Ankit Jain, a cofounder of Ola Electric, stepped down in August 2020, three months after Ola laid off 1,400 employees as revenues were badly hit by the coronavirus-induced crisis. Another co-founder, Anand Shah, also resigned from Ola Electric in August last year, according to an Economic Times report. Ola Electric’s chief business officer Sanjay Bhan also left in July this year.
Moreover, this is not the first time when Ola has acquired a company for cheap and tried to turn around its operations. In January 2018, Ola acquired Foodpanda India from Germany-based Delivery Hero Group for about $31.7 Mn.
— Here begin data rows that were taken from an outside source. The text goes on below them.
pub mod analyzer;
pub mod dsp;
pub mod fifo;
pub mod link;
pub mod notify;
pub mod settings;

use crate::analyzer::AnalyzerConfig;
use crate::dsp::{ChainCoefficients, ChannelProcessor, DistortionMode, DistortionSettings};
use crate::link::{AnalyzerTaps, DisplayLink};
use crate::notify::ChangeNotifier;
use crate::settings::{ChainSettings, Slope};
use assert_no_alloc::permit_alloc;
use log::{error, info};
use nih_plug::prelude::*;
use std::sync::{Arc, RwLock};

const DEFAULT_SAMPLE_RATE: f32 = 44100.0;
const DEFAULT_BLOCK_SIZE: usize = 512;

// -----------------------------------------------------------------------------
// PARAMETERS
// -----------------------------------------------------------------------------
#[derive(Params)]
pub struct EqParams {
    #[id = "lowcut_freq"]
    pub low_cut_freq: FloatParam,

    #[id = "highcut_freq"]
    pub high_cut_freq: FloatParam,

    #[id = "peak_freq"]
    pub peak_freq: FloatParam,

    #[id = "peak_gain"]
    pub peak_gain: FloatParam,

    #[id = "peak_quality"]
    pub peak_quality: FloatParam,

    #[id = "lowcut_slope"]
    pub low_cut_slope: EnumParam<Slope>,

    #[id = "highcut_slope"]
    pub high_cut_slope: EnumParam<Slope>,

    #[id = "dist_mode"]
    pub dist_mode: EnumParam<DistortionMode>,

    #[id = "threshold"]
    pub threshold: FloatParam,

    #[id = "mix"]
    pub mix: FloatParam,

    /// Analyzer tunables, restored with the plugin state and applied on the
    /// next `initialize`.
    #[persist = "analyzer"]
    pub analyzer: Arc<RwLock<AnalyzerConfig>>,
}

// Helper to format frequencies
fn format_hz(v: f32) -> String {
    if v >= 1000.0 {
        format!("{:.2} kHz", v / 1000.0)
    } else {
        format!("{:.0} Hz", v)
    }
}

fn format_percent(v: f32) -> String {
    format!("{:.0}%", v * 100.0)
}

// Bumps `changes` whenever the parameter moves, from whichever thread set it
fn notify_on_change<T: 'static>(changes: &Arc<ChangeNotifier>) -> Arc<dyn Fn(T) + Send + Sync> {
    let changes = changes.clone();
    Arc::new(move |_: T| changes.notify())
}

fn frequency_param(name: &str, default: f32) -> FloatParam {
    FloatParam::new(
        name,
        default,
        FloatRange::Skewed {
            min: 20.0,
            max: 20000.0,
            factor: 0.25,
        },
    )
    .with_step_size(1.0)
    .with_value_to_string(Arc::new(format_hz))
}

impl Default for EqParams {
    fn default() -> Self {
        Self::new(Arc::new(ChangeNotifier::new()))
    }
}

impl EqParams {
    /// Filter parameters report every change to `changes`, so the display
    /// follows edits even while the host is not processing.
    pub fn new(changes: Arc<ChangeNotifier>) -> Self {
        Self {
            low_cut_freq: frequency_param("LowCut Freq", 20.0)
                .with_callback(notify_on_change(&changes)),
            high_cut_freq: frequency_param("HighCut Freq", 20000.0)
                .with_callback(notify_on_change(&changes)),
            peak_freq: frequency_param("Peak Freq", 750.0)
                .with_callback(notify_on_change(&changes)),

            peak_gain: FloatParam::new(
                "Peak Gain",
                0.0,
                FloatRange::Linear {
                    min: -24.0,
                    max: 24.0,
                },
            )
            .with_step_size(0.5)
            .with_unit(" dB")
            .with_callback(notify_on_change(&changes)),

            peak_quality: FloatParam::new(
                "Peak Quality",
                1.0,
                FloatRange::Linear {
                    min: 0.1,
                    max: 10.0,
                },
            )
            .with_step_size(0.05)
            .with_callback(notify_on_change(&changes)),

            low_cut_slope: EnumParam::new("LowCut Slope", Slope::Slope12)
                .with_callback(notify_on_change(&changes)),
            high_cut_slope: EnumParam::new("HighCut Slope", Slope::Slope12)
                .with_callback(notify_on_change(&changes)),

            dist_mode: EnumParam::new("Distortion", DistortionMode::HardClip),

            threshold: FloatParam::new("Threshold", 0.0, FloatRange::Linear { min: 0.0, max: 1.0 }),

            mix: FloatParam::new("Mix", 0.0, FloatRange::Linear { min: 0.0, max: 1.0 })
                .with_value_to_string(Arc::new(format_percent)),

            analyzer: Arc::new(RwLock::new(AnalyzerConfig::default())),
        }
    }

    /// Current analyzer config. A poisoned lock still yields the last value.
    pub fn analyzer_config(&self) -> AnalyzerConfig {
        match self.analyzer.read() {
            Ok(config) => *config,
            Err(poisoned) => *poisoned.into_inner(),
        }
    }
}

// -----------------------------------------------------------------------------
// PLUGIN STRUCT
// -----------------------------------------------------------------------------
pub struct LautEq {
    params: Arc<EqParams>,
    link: Arc<DisplayLink>,
    process_l: ChannelProcessor,
    process_r: ChannelProcessor,
    sample_rate: f32,
    max_supported_block_size: usize,
    // Snapshot the current coefficients were designed from
    last_settings: Option<ChainSettings>,
}

impl Default for LautEq {
    fn default() -> Self {
        let link = Arc::new(DisplayLink::new(DEFAULT_SAMPLE_RATE));
        Self {
            params: Arc::new(EqParams::new(link.changes().clone())),
            link,
            process_l: ChannelProcessor::new(),
            process_r: ChannelProcessor::new(),
            sample_rate: DEFAULT_SAMPLE_RATE,
            max_supported_block_size: DEFAULT_BLOCK_SIZE,
            last_settings: None,
        }
    }
}

impl LautEq {
    /// Shared state for an editor: analyzer taps, sample rate and change
    /// notifications.
    pub fn display_link(&self) -> Arc<DisplayLink> {
        self.link.clone()
    }

    pub fn eq_params(&self) -> Arc<EqParams> {
        self.params.clone()
    }

    /// Prepares both channels for `sample_rate` and hands the new analyzer
    /// taps to the display. Returns `false` on an invalid analyzer config.
    fn prepare(&mut self, sample_rate: f32, max_block_size: usize) -> bool {
        let config = self.params.analyzer_config();
        if let Err(e) = config.validate() {
            error!("LautEq: invalid analyzer configuration: {:#}", e);
            return false;
        }

        self.sample_rate = sample_rate;
        self.max_supported_block_size = max_block_size.max(1);

        let block_size = self.max_supported_block_size;
        let capacity = config.fifo_capacity;
        let (left, right) = permit_alloc(|| {
            (
                self.process_l.prepare(block_size, capacity),
                self.process_r.prepare(block_size, capacity),
            )
        });

        self.link.set_sample_rate(sample_rate);
        permit_alloc(|| {
            self.link.publish_taps(AnalyzerTaps {
                left,
                right,
                block_size,
                config,
            })
        });

        // Redesign on the next block and tell the display to follow
        self.last_settings = None;
        self.link.changes().notify();

        info!(
            "LautEq: prepared at {} Hz, {} sample blocks, {}-point analyzer",
            sample_rate,
            block_size,
            config.fft_order.fft_size()
        );
        true
    }

    /// Redesigns and applies coefficients when `settings` differ from the
    /// set currently loaded. Audio-thread safe.
    fn update_filters(&mut self, settings: ChainSettings) {
        if self.last_settings == Some(settings) {
            return;
        }

        let coeffs = ChainCoefficients::design(&settings, self.sample_rate);
        self.process_l.chain.update(&coeffs);
        self.process_r.chain.update(&coeffs);
        self.last_settings = Some(settings);
        self.link.changes().notify();
    }

    fn process_channels(&mut self, channels: &mut [&mut [f32]]) {
        let settings = ChainSettings::from_params(&self.params, self.sample_rate);
        self.update_filters(settings);
        let distortion = DistortionSettings::from_params(&self.params);

        let mut iter = channels.iter_mut();
        if let Some(left) = iter.next() {
            self.process_l.process(left, &distortion);
        }
        if let Some(right) = iter.next() {
            self.process_r.process(right, &distortion);
        }

        self.link
            .set_dropped_blocks_l(self.process_l.collector.dropped_blocks());
        self.link
            .set_dropped_blocks_r(self.process_r.collector.dropped_blocks());
    }
}

impl Plugin for LautEq {
    const NAME: &'static str = "LautEQ";
    const VENDOR: &'static str = "LautEQ";
    const URL: &'static str = "";
    const EMAIL: &'static str = "";
    const VERSION: &'static str = env!("CARGO_PKG_VERSION");

    const AUDIO_IO_LAYOUTS: &'static [AudioIOLayout] = &[
        AudioIOLayout {
            main_input_channels: NonZeroU32::new(2),
            main_output_channels: NonZeroU32::new(2),
            ..AudioIOLayout::const_default()
        },
        AudioIOLayout {
            main_input_channels: NonZeroU32::new(1),
            main_output_channels: NonZeroU32::new(1),
            ..AudioIOLayout::const_default()
        },
    ];

    const MIDI_INPUT: MidiConfig = MidiConfig::None;
    const SAMPLE_ACCURATE_AUTOMATION: bool = false;

    type SysExMessage = ();
    type BackgroundTask = ();

    fn params(&self) -> Arc<dyn Params> {
        self.params.clone()
    }

    fn initialize(
        &mut self,
        _audio_io_layout: &AudioIOLayout,
        buffer_config: &BufferConfig,
        _context: &mut impl InitContext<Self>,
    ) -> bool {
        std::panic::catch_unwind(std::panic::AssertUnwindSafe(|| {
            self.prepare(
                buffer_config.sample_rate,
                buffer_config.max_buffer_size as usize,
            )
        }))
        .unwrap_or(false)
    }

    fn process(
        &mut self,
        buffer: &mut Buffer,
        _aux: &mut AuxiliaryBuffers,
        _context: &mut impl ProcessContext<Self>,
    ) -> ProcessStatus {
        std::panic::catch_unwind(std::panic::AssertUnwindSafe(|| {
            self.process_channels(buffer.as_slice());
        }))
        .unwrap_or(());
        ProcessStatus::Normal
    }

    fn reset(&mut self) {
        std::panic::catch_unwind(std::panic::AssertUnwindSafe(|| {
            self.process_l.reset();
            self.process_r.reset();
        }))
        .unwrap_or(());
    }
}

impl ClapPlugin for LautEq {
    const CLAP_ID: &'static str = "com.lauteq.lauteq";
    const CLAP_DESCRIPTION: Option<&'static str> =
        Some("Three-band EQ with distortion and spectrum analyzer");
    const CLAP_MANUAL_URL: Option<&'static str> = None;
    const CLAP_SUPPORT_URL: Option<&'static str> = None;
    const CLAP_FEATURES: &'static [ClapFeature] = &[
        ClapFeature::AudioEffect,
        ClapFeature::Equalizer,
        ClapFeature::Distortion,
        ClapFeature::Stereo,
        ClapFeature::Mono,
    ];
}

impl Vst3Plugin for LautEq {
    const VST3_CLASS_ID: [u8; 16] = *b"LautEQ_Analyzer1";
    const VST3_SUBCATEGORIES: &'static [Vst3SubCategory] = &[
        Vst3SubCategory::Fx,
        Vst3SubCategory::Eq,
        Vst3SubCategory::Distortion,
    ];
}

nih_export_clap!(LautEq);
nih_export_vst3!(LautEq);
The acquisition, which took place in late December 2017, marked Ola’s return to India’s online food aggregation and delivery space after its first attempt Ola Cafe was shut down in March 2016. But after many failed attempts to break into the food delivery and take on UberEats, Foodpanda India was laid to rest just 18 months after the acquisition. And hundreds were laid off.
Etergo’s App Scooter may seem like a done deal. But the target company’s blemished history of fundraising and the upcoming lawsuit by (minority) shareholders in a European court may weigh heavily on the Indian company. In fact, tougher questions must be asked right now before Ola lands into a legal quagmire and loses its reputation globally.
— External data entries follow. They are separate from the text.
//! Turns the audio callback's sample stream into fixed-size blocks for the
//! analyzer.
//!
//! `ingest` runs on the audio thread: it only copies samples into a
//! preallocated accumulator and pushes full blocks into a [`Fifo`]. A full
//! ring drops the block and counts it; audio is never held up by the display.

use crate::fifo::{Fifo, FifoConsumer, FifoProducer};

/// Per-channel block accumulator feeding the analyzer.
pub struct SampleCollector {
    block: Vec<f32>,
    fill_index: usize,
    producer: Option<FifoProducer<Vec<f32>>>,
    dropped_blocks: u64,
}

impl Default for SampleCollector {
    fn default() -> Self {
        Self::new()
    }
}

impl SampleCollector {
    /// Unprepared collector. Ignores input until [`prepare`](Self::prepare).
    pub fn new() -> Self {
        Self {
            block: Vec::new(),
            fill_index: 0,
            producer: None,
            dropped_blocks: 0,
        }
    }

    /// Resets all state and builds a fresh ring of `capacity` blocks of
    /// `block_size` samples. Returns the reading half for the display side.
    ///
    /// Allocates; call outside the audio callback only.
    pub fn prepare(&mut self, block_size: usize, capacity: usize) -> FifoConsumer<Vec<f32>> {
        assert!(block_size > 0, "collector block size must be > 0");

        self.block.clear();
        self.block.resize(block_size, 0.0);
        self.fill_index = 0;
        self.dropped_blocks = 0;

        let (producer, consumer) = Fifo::new(capacity, vec![0.0f32; block_size]).split();
        self.producer = Some(producer);
        consumer
    }

    pub fn is_prepared(&self) -> bool {
        self.producer.is_some()
    }

    pub fn block_size(&self) -> usize {
        self.block.len()
    }

    /// Blocks lost because the display side fell behind.
    pub fn dropped_blocks(&self) -> u64 {
        self.dropped_blocks
    }

    /// Appends one callback's worth of samples. Audio-thread safe.
    #[inline]
    pub fn ingest(&mut self, samples: &[f32]) {
        let producer = match self.producer.as_mut() {
            Some(p) => p,
            None => return,
        };

        let block_size = self.block.len();
        let mut rest = samples;
        while !rest.is_empty() {
            let take = (block_size - self.fill_index).min(rest.len());
            self.block[self.fill_index..self.fill_index + take].copy_from_slice(&rest[..take]);
            self.fill_index += take;
            rest = &rest[take..];

            if self.fill_index == block_size {
                if !producer.push(&self.block) {
                    self.dropped_blocks += 1;
                }
                self.fill_index = 0;
            }
        }
    }
}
To start with, is Ola aware of Etergo’s handling of its early investors and the discriminatory share pricing to which they are subjected? Did it conduct its due diligence well before lapping up the steal deal? Has the Indian company played any role in the erosion of Etergo shareholders’ wealth? Can it ensure that they get their justified dues as well as the EV two-wheelers promised by the Dutch company? It sounds like a tall order, but a local company’s global dream must live up to global expectations not only in terms of the products it sells but also in terms of business ethics.
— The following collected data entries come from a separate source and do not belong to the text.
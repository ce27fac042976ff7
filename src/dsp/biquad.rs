//! Biquad Filter Implementation (IIR 2nd Order)
//!
//! The building block of every filter stage in the EQ chain. Coefficients are
//! a plain `Copy` value kept apart from the per-channel delay state, so one
//! designed set can be handed to both channels while each keeps its own
//! history.
//!
//! # Design Notes
//! - Transposed direct form II, normalized so a0 == 1
//! - Replacing coefficients never touches the delay state
//! - All operations are safe for the audio thread (no allocations)

use rustfft::num_complex::Complex64;
use std::f64::consts::PI;

/// Normalized biquad coefficients (a0 == 1).
#[derive(Debug, Clone, Copy, PartialEq)]
pub struct BiquadCoefficients {
    pub b0: f32,
    pub b1: f32,
    pub b2: f32,
    pub a1: f32,
    pub a2: f32,
}

impl Default for BiquadCoefficients {
    fn default() -> Self {
        Self::IDENTITY
    }
}

impl BiquadCoefficients {
    /// Passes the signal through unchanged.
    pub const IDENTITY: BiquadCoefficients = BiquadCoefficients {
        b0: 1.0,
        b1: 0.0,
        b2: 0.0,
        a1: 0.0,
        a2: 0.0,
    };

    /// Builds normalized coefficients from raw `b` / `a` terms.
    pub fn from_raw(b0: f64, b1: f64, b2: f64, a0: f64, a1: f64, a2: f64) -> Self {
        let inv_a0 = 1.0 / a0;
        Self {
            b0: (b0 * inv_a0) as f32,
            b1: (b1 * inv_a0) as f32,
            b2: (b2 * inv_a0) as f32,
            a1: (a1 * inv_a0) as f32,
            a2: (a2 * inv_a0) as f32,
        }
    }

    /// Linear magnitude of the transfer function at `freq` Hz.
    pub fn magnitude_for_frequency(&self, freq: f64, sample_rate: f64) -> f64 {
        let w = 2.0 * PI * freq / sample_rate;
        // z^-1 evaluated on the unit circle
        let z1 = Complex64::from_polar(1.0, -w);
        let z2 = z1 * z1;

        let num = Complex64::new(self.b0 as f64, 0.0)
            + z1 * self.b1 as f64
            + z2 * self.b2 as f64;
        let den = Complex64::new(1.0, 0.0) + z1 * self.a1 as f64 + z2 * self.a2 as f64;

        num.norm() / den.norm()
    }
}

/// Biquad filter implementation (IIR 2nd order)
#[derive(Debug, Clone, Copy)]
pub struct Biquad {
    coeffs: BiquadCoefficients,
    z1: f32,
    z2: f32,
}

impl Default for Biquad {
    fn default() -> Self {
        Self::new()
    }
}

impl Biquad {
    pub fn new() -> Self {
        Self {
            coeffs: BiquadCoefficients::IDENTITY,
            z1: 0.0,
            z2: 0.0,
        }
    }

    /// Process a single sample
    #[inline]
    pub fn process(&mut self, input: f32) -> f32 {
        let c = &self.coeffs;
        let out = input * c.b0 + self.z1;

        // Anti-denormal: tiny DC offset
        self.z1 = input * c.b1 + self.z2 - c.a1 * out + 1e-25;
        self.z2 = input * c.b2 - c.a2 * out + 1e-25;

        out
    }

    /// Swaps in a whole coefficient set. Delay state is kept so the output
    /// stays continuous across the change.
    #[inline]
    pub fn set_coefficients(&mut self, coeffs: BiquadCoefficients) {
        self.coeffs = coeffs;
    }

    #[inline]
    pub fn coefficients(&self) -> &BiquadCoefficients {
        &self.coeffs
    }

    /// Explicitly clear filter delay state.
    ///
    /// IMPORTANT:
    /// - This is NOT called automatically by coefficient updates.
    /// - Use this on transport reset or when the stream is re-prepared.
    #[inline]
    pub fn reset_state(&mut self) {
        self.z1 = 0.0;
        self.z2 = 0.0;
    }
}

#[cfg(test)]
mod tests {
    use super::*;

    #[test]
    fn test_identity_passes_signal() {
        let mut bq = Biquad::new();
        for &x in &[0.0, 0.5, -0.25, 1.0] {
            assert!((bq.process(x) - x).abs() < 1e-6);
        }
        let mag = BiquadCoefficients::IDENTITY.magnitude_for_frequency(1000.0, 48000.0);
        assert!((mag - 1.0).abs() < 1e-12);
    }

    #[test]
    fn test_coefficient_swap_keeps_state() {
        let half = BiquadCoefficients {
            b0: 0.5,
            b1: 0.5,
            b2: 0.0,
            a1: 0.0,
            a2: 0.0,
        };
        let mut bq = Biquad::new();
        bq.set_coefficients(half);
        bq.process(1.0);

        // The previous input still contributes through z1 after the swap
        bq.set_coefficients(BiquadCoefficients {
            b0: 0.0,
            ..half
        });
        let out = bq.process(0.0);
        assert!((out - 0.5).abs() < 1e-6);

        bq.reset_state();
        assert!(bq.process(0.0).abs() < 1e-6);
    }

    #[test]
    fn test_two_point_average_magnitude() {
        let avg = BiquadCoefficients {
            b0: 0.5,
            b1: 0.5,
            b2: 0.0,
            a1: 0.0,
            a2: 0.0,
        };
        // Unity at DC, null at Nyquist
        assert!((avg.magnitude_for_frequency(0.0, 48000.0) - 1.0).abs() < 1e-9);
        assert!(avg.magnitude_for_frequency(24000.0, 48000.0) < 1e-6);
    }
}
Maybe Ola saw this coming, but clearly, there is a lot at stake with this acquisition. The Etergo buyout is probably the only chance for Ola Electric to justify its billion-dollar valuation and deliver to the world. The only caveat here: If success is a journey that is achieved by taking small steps over a period of time, failure, too, is an outcome of small oversights in the wild pursuit of one’s dreams.